*** Begin section ***

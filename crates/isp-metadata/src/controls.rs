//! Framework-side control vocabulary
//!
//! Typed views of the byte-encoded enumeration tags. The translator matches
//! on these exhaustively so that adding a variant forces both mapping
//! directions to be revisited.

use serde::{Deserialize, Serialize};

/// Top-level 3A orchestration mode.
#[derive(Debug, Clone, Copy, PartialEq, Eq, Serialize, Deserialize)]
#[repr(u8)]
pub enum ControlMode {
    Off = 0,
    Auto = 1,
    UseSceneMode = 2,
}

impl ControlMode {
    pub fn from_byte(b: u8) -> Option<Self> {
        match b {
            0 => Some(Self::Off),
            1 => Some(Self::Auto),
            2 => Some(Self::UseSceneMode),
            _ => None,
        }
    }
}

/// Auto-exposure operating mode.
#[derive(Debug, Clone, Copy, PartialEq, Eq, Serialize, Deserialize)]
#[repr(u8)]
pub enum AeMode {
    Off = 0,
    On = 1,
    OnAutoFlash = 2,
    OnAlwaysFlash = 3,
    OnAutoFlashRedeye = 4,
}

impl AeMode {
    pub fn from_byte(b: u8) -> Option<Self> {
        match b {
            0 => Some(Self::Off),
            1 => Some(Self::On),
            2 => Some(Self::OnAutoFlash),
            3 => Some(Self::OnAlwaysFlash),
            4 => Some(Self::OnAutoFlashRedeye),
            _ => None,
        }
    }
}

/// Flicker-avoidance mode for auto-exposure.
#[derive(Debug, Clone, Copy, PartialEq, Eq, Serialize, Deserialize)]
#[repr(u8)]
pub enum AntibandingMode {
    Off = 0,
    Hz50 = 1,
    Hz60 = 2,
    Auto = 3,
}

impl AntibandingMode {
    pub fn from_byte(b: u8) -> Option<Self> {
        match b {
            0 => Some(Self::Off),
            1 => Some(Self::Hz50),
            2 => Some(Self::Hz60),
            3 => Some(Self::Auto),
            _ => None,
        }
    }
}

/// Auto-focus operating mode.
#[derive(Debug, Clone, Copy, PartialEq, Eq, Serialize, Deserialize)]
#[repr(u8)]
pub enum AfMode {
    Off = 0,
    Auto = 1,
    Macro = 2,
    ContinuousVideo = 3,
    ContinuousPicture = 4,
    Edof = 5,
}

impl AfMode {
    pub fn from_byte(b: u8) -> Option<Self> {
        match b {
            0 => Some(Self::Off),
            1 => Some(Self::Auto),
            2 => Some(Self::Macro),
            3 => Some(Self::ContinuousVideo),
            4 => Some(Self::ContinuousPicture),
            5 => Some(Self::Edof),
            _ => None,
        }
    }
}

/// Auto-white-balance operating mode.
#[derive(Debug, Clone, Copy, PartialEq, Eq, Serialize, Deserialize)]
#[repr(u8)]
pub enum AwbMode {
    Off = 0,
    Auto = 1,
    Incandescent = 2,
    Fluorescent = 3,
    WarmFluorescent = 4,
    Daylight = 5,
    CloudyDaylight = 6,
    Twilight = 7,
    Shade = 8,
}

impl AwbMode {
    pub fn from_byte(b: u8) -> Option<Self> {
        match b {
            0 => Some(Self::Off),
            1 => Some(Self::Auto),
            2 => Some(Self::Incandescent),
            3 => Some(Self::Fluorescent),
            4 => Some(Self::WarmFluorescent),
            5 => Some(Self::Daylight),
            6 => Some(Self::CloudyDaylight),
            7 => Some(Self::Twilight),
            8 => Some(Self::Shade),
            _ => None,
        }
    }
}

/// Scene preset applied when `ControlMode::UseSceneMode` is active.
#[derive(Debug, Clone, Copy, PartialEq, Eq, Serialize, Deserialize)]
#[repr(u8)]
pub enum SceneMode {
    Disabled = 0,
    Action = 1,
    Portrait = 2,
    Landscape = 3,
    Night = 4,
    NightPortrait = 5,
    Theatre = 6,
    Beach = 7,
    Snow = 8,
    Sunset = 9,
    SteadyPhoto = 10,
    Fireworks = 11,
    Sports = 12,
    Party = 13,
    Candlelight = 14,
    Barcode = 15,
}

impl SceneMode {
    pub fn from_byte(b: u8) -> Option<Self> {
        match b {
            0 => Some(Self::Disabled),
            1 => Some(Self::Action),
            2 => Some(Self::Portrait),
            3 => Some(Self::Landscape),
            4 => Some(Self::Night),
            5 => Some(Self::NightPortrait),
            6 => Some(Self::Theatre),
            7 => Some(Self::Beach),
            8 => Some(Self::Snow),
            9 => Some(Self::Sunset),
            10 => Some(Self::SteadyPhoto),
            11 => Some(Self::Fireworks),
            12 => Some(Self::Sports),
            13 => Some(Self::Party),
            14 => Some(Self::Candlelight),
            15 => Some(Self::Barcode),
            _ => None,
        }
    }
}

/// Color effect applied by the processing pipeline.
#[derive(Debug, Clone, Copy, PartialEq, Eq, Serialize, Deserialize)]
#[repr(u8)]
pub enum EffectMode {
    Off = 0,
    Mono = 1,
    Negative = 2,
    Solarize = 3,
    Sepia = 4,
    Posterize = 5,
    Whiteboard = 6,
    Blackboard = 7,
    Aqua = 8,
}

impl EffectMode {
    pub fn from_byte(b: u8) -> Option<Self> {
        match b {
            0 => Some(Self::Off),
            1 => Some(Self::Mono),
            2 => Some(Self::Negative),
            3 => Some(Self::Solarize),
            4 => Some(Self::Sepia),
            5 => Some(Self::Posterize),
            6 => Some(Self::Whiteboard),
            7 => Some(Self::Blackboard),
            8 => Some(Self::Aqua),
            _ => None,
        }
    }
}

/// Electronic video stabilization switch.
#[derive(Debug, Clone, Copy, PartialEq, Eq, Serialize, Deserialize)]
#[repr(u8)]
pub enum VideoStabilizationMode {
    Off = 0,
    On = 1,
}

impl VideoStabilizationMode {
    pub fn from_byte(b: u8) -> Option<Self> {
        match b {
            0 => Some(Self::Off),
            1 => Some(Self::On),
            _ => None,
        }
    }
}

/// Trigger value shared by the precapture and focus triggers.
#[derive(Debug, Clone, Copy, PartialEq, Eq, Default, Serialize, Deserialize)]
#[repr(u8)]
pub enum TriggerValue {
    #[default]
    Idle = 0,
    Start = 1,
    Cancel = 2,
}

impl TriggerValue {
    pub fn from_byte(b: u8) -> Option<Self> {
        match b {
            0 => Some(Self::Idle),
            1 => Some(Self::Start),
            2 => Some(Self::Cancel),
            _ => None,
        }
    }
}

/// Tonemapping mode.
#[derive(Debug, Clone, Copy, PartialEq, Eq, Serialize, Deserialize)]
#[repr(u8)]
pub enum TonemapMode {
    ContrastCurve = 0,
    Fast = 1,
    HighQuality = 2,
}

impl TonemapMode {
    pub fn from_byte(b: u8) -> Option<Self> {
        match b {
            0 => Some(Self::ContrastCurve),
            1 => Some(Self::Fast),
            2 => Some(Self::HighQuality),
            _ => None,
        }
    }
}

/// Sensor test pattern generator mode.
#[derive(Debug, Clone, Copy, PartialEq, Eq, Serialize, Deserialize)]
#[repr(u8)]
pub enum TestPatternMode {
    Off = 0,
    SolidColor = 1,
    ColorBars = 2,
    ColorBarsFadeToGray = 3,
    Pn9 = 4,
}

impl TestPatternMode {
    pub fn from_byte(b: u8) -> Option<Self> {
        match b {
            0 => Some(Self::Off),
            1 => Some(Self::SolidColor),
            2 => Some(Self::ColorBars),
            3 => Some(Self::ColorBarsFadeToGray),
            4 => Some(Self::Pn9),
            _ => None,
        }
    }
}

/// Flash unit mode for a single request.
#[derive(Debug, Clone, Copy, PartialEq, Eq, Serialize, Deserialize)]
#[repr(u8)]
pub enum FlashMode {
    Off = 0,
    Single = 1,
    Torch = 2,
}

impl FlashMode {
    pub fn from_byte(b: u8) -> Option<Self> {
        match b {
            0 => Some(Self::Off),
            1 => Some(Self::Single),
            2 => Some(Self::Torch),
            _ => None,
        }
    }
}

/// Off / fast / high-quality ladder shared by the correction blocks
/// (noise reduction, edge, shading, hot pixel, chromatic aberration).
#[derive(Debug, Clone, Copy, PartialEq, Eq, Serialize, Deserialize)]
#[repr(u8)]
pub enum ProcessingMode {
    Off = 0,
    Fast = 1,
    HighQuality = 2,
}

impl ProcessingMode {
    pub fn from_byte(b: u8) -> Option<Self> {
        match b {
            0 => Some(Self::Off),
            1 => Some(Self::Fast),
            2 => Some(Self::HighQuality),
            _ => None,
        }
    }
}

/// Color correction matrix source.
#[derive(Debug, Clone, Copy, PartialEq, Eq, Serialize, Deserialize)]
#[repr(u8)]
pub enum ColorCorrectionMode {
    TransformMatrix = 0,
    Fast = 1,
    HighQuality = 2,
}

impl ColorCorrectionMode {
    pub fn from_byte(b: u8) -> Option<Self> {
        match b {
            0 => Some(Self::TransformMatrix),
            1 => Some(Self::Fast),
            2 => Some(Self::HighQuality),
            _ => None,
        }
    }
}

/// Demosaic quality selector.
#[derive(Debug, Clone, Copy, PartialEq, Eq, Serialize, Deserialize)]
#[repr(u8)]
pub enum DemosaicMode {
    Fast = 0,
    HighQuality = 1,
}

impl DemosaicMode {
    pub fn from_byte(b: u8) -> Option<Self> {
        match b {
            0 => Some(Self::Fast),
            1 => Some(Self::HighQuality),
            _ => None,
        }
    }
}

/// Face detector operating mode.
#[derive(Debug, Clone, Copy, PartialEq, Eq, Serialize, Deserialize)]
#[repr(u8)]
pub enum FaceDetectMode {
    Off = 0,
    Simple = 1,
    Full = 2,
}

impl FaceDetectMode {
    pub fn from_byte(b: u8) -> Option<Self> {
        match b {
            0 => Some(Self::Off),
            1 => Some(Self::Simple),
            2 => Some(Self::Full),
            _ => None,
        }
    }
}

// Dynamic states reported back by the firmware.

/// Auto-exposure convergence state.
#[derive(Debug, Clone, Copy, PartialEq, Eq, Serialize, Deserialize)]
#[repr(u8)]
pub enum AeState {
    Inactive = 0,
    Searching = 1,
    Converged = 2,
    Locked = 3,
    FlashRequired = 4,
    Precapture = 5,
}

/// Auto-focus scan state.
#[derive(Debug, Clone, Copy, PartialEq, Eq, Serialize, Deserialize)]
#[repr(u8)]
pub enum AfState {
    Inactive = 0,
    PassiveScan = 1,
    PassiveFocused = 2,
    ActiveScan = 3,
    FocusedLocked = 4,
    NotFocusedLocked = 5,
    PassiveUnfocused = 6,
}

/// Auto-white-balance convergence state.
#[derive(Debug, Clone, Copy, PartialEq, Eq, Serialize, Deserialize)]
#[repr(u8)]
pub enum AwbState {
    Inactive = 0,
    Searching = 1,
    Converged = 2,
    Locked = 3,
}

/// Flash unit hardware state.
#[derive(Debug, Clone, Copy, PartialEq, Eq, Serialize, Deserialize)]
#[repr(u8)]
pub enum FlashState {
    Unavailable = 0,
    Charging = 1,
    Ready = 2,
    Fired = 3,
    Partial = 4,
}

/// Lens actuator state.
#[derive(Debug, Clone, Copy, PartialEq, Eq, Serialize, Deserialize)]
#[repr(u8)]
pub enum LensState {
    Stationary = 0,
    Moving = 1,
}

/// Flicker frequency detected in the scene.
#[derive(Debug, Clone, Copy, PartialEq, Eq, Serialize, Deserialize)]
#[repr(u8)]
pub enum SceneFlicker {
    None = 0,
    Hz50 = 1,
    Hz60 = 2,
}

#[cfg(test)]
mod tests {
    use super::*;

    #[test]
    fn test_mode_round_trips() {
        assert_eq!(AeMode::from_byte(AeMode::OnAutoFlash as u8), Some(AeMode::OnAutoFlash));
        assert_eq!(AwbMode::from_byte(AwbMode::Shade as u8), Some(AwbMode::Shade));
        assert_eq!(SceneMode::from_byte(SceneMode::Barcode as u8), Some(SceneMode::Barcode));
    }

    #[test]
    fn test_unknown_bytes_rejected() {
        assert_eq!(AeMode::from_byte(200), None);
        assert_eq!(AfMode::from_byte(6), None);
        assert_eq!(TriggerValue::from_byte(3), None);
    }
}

*** End section ***
*** Begin section ***

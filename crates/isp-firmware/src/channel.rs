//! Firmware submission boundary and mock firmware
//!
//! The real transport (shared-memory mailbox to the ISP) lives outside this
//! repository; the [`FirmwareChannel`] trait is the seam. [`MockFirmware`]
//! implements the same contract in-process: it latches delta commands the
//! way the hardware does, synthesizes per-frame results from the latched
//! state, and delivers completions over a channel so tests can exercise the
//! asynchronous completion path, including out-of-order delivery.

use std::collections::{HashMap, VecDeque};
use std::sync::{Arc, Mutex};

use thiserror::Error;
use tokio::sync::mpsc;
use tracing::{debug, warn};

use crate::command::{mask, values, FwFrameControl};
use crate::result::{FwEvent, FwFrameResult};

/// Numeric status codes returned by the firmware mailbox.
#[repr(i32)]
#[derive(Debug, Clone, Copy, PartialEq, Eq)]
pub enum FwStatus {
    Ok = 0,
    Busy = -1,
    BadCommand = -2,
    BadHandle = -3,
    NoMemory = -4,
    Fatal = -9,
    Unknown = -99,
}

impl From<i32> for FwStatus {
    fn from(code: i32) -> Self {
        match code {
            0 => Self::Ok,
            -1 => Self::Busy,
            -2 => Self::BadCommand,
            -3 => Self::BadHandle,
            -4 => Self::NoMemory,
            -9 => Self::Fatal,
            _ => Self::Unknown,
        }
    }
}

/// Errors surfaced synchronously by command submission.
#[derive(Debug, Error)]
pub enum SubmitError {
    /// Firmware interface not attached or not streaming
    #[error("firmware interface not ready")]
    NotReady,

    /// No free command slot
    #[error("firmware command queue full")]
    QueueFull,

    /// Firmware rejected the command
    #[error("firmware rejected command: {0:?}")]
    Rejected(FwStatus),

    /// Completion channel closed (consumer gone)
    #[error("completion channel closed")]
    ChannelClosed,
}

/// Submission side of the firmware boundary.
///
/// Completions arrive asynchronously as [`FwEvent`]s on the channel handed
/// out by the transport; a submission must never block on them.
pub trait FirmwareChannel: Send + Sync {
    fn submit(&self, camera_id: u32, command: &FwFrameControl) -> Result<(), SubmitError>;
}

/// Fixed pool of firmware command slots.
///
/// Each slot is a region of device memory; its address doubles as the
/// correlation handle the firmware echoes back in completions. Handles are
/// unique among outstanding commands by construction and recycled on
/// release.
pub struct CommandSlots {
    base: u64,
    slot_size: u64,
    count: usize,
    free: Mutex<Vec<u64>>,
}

*** End section ***
*** Begin section ***

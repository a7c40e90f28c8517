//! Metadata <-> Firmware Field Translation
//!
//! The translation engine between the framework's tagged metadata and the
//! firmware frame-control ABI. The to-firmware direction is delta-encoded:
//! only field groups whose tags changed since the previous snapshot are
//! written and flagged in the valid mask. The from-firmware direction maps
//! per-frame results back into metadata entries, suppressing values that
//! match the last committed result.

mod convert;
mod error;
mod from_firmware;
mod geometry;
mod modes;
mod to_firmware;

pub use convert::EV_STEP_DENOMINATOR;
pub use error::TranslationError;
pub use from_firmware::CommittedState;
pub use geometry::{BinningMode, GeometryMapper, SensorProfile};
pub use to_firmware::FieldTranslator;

*** End section ***

> [REQUIRED ACTION]
Copy out, from the data above, every line holding the word "Shade".

> [ANSWER BOX]
    Shade = 8,
            8 => Some(Self::Shade),
        assert_eq!(AwbMode::from_byte(AwbMode::Shade as u8), Some(AwbMode::Shade));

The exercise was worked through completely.